After his swearing in, the President made promises committing Nigerians to expect, among others, employment to alleviate poverty, uninterrupted power supply, sufficient fuel supply, good telephone service, good roads and clean water supply within months of his presidency.

Now, in the second year of his presidency, all he has done is to disappointingly admit his failure to live up to his promises. And to add salt to injury, while visiting Bayelsa state recently he attempted to coax the people to forgo their agitation for resource control; in the process, he opened up a wound that has checkmated his ability to reconcile Nigerians, by declaring that it was resource control that caused the Nigeria/Biafra war.

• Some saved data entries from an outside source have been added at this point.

//! Pattern compilation for path routing.
//!
//! Translates the path-pattern mini-language (literal text, `:name`
//! segments, `*name` splats, optional `(...)` groups) into a compiled
//! [`Regex`] whose capture groups line up with the parameter names returned
//! by [`extract_names`].

use regex::Regex;

use crate::error::PatternResult;

/// Maximum allowed size for a compiled automaton, in bytes.
const MAX_AUTOMATON_SIZE: usize = 1 << 20; // 1 MiB

/// A single syntactic element of a path pattern.
#[derive(Debug, Clone, PartialEq, Eq)]
pub(crate) enum Token {
	/// A run of literal text, matched exactly.
	Literal(String),
	/// `:name`, one or more characters excluding `/` and `?`.
	Named(String),
	/// `*name`, zero or more characters excluding `?`, non-greedy.
	Splat(String),
	/// `(` opening an optional group.
	OptionalOpen,
	/// `)` closing an optional group.
	OptionalClose,
}

/// Scans a pattern into its token sequence.
///
/// The scan is total and the resulting stream always has balanced,
/// non-nested optional groups: a `:` or `*` not followed by a word
/// character is literal text, as are a `(` inside an open group and a `)`
/// outside one; a group still open at the end of the pattern is closed
/// there.
pub(crate) fn tokenize(pattern: &str) -> Vec<Token> {
	let mut tokens = Vec::new();
	let mut literal = String::new();
	let mut in_group = false;
	let mut chars = pattern.chars().peekable();

	while let Some(c) = chars.next() {
		match c {
			':' | '*' => {
				let mut name = String::new();
				while let Some(&next) = chars.peek() {
					if next.is_ascii_alphanumeric() || next == '_' {
						name.push(next);
						chars.next();
					} else {
						break;
					}
				}
				if name.is_empty() {
					literal.push(c);
				} else {
					flush_literal(&mut tokens, &mut literal);
					if c == ':' {
						tokens.push(Token::Named(name));
					} else {
						tokens.push(Token::Splat(name));
					}
				}
			}
			'(' if !in_group => {
				flush_literal(&mut tokens, &mut literal);
				tokens.push(Token::OptionalOpen);
				in_group = true;
			}
			')' if in_group => {
				flush_literal(&mut tokens, &mut literal);
				tokens.push(Token::OptionalClose);
				in_group = false;
			}
			_ => literal.push(c),
		}
	}
	flush_literal(&mut tokens, &mut literal);
	if in_group {
		tokens.push(Token::OptionalClose);
	}
	tokens
}

fn flush_literal(tokens: &mut Vec<Token>, literal: &mut String) {
	if !literal.is_empty() {
		tokens.push(Token::Literal(std::mem::take(literal)));
	}
}

/// Compiles a path pattern into its matching automaton.
///
/// The automaton is anchored at both ends. Its capture groups are, in
/// order, exactly the named/splat constructs in source order, followed by
/// one implicit capture for the raw query string, which participates
/// (possibly as an empty string) only when the matched path contains a
/// `?`. Optional groups compile to zero-or-one repetition and contribute
/// no capture of their own.
///
/// Any string is accepted; there is no pattern validation. Compilation
/// fails only when the emitted expression exceeds the automaton size
/// limit.
///
/// # Examples
///
/// ```
/// use waymark::compile;
///
/// let automaton = compile("/users/:id").unwrap();
/// assert!(automaton.is_match("/users/42"));
/// assert!(automaton.is_match("/users/42?full=1"));
/// assert!(!automaton.is_match("/users/"));
/// ```
pub fn compile(pattern: &str) -> PatternResult<Regex> {
	let mut source = String::with_capacity(pattern.len() + 24);
	source.push('^');
	for token in tokenize(pattern) {
		match token {
			Token::Literal(text) => source.push_str(&regex::escape(&text)),
			Token::Named(_) => source.push_str("([^/?]+)"),
			Token::Splat(_) => source.push_str("([^?]*?)"),
			Token::OptionalOpen => source.push_str("(?:"),
			Token::OptionalClose => source.push_str(")?"),
		}
	}
	source.push_str(r"(?:\?([\s\S]*))?$");
	let regex = regex::RegexBuilder::new(&source)
		.size_limit(MAX_AUTOMATON_SIZE)
		.build()?;
	Ok(regex)
}

/// Returns the parameter names of a pattern in left-to-right source order.
///
/// Both `:name` and `*name` occurrences contribute, including those inside
/// optional groups, with the leading sigil stripped. The order is the
/// order of appearance in the pattern, never grouped by construct kind,
/// so the names line up positionally with the automaton's capture groups.
///
/// # Examples
///
/// ```
/// use waymark::extract_names;
///
/// assert_eq!(extract_names("/hello/:world(/:bar)"), vec!["world", "bar"]);
/// assert!(extract_names("/hello").is_empty());
/// ```
pub fn extract_names(pattern: &str) -> Vec<String> {
	tokenize(pattern)
		.into_iter()
		.filter_map(|token| match token {
			Token::Named(name) | Token::Splat(name) => Some(name),
			_ => None,
		})
		.collect()
}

For goodness sake, should any Nigerian with a sense of fairness now argue against resource control? Was this not the catchphrase of the west and the north when cocoa, cotton and peanut were the country’s export earners? Resource control was ingrained in the first people’s constitution. This lofty provision was thrown out as the military came into power and noticed the wealth generated by the black gold called crude oil.

Since the first people’s constitution holds that all military governments are illegal, and the legislature is now trying to uphold this law, should anything written by the military in the name of constitution that is being used in the present pseudo-democracy be relied upon?

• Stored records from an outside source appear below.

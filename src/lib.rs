//! Minimal path-routing engine.
//!
//! Routes are registered as (pattern, handler) pairs and tried strictly in
//! registration order: the first pattern that matches an incoming path has
//! its handler invoked with the extracted parameters, splat values, raw
//! capture groups, and decoded query string. The engine does nothing else
//! (no method dispatch, no middleware, no I/O); it is the pattern compiler
//! and matcher that routing layers are built on.
//!
//! # Pattern syntax
//!
//! - literal text matches itself (regex metacharacters included);
//! - `:name` matches one or more characters excluding `/` and `?`;
//! - `*name` (a splat) matches zero or more characters excluding `?`,
//!   non-greedily, so it can span `/` separators;
//! - `(...)` marks an optional sub-sequence; groups do not nest.
//!
//! Patterns are never rejected: compilation accepts any string, and a
//! route may also be registered with a pre-compiled [`Regex`], in which
//! case parameters are keyed by capture index instead of name.
//!
//! # Examples
//!
//! ```
//! use waymark::Router;
//!
//! # fn main() -> Result<(), waymark::HandlerError> {
//! let router = Router::new()
//!     .route("/hello/:name", |request| {
//!         println!("hello {}", request.params["name"]);
//!         Ok(())
//!     })
//!     .route("/search(/:topic)", |request| {
//!         match request.params.get("topic") {
//!             Some(topic) => println!("searching {topic}"),
//!             None => println!("searching everything"),
//!         }
//!         Ok(())
//!     });
//!
//! assert!(router.process("/hello/bob?verbose=1")?);
//! assert!(router.process("/search")?);
//! assert!(!router.process("/goodbye")?);
//! # Ok(())
//! # }
//! ```
//!
//! The pieces compose independently: [`compile`], [`extract_names`],
//! [`parse_query`], and [`Route::matches`] are usable without a
//! [`Router`].

mod error;
mod handler;
mod matcher;
mod pattern;
mod query;
mod reverse;
mod route;
mod router;

pub use error::{PatternError, PatternResult, ReverseError, ReverseResult};
pub use handler::{Handler, HandlerError, HandlerResult};
pub use matcher::MatchResult;
pub use pattern::{compile, extract_names};
pub use query::{QueryValue, parse_query};
pub use regex::Regex;
pub use reverse::reverse;
pub use route::Route;
pub use router::Router;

The stand of the President regarding resource control should concern every Nigerian who cares about peace in Nigeria. Given that it was the same President who wouldn’t go to court to challenge Shar’ia.

While in Bayelsa state the President couldn’t help picking on Ndigbo, who were few miles away, as he alluded to the civil war - his mind war project. Since Ndigbo have been at the forefront agitating for resource control, Mr. President and his northern sponsors have continued to fight the civil war in their minds against the people partly because of the fear that they might lose their cash cow with Ndigbo joining the agitation.

Even though the people have maintained that they fought the war, caused by General Gowon, in self-defense, Mr. President attempted to rewrite history in Bayelsa just to scare the south-southerners to abandon their struggle.

As is the case with enemies, the President is now working hard on the tactic to divide and rule Ndigbo. Since he controls the oil industry, he can afford to make anybody rich. And given Nigerians’ love for money, to whom he beckons among them, with the crude oil money, he is Oba indeed. At the moment many of the officials and legislators are building mansions all over Nigeria. Some of them are frequenting the offshore banking institutions of Lusaka, since Switzerland could spell their doom for now.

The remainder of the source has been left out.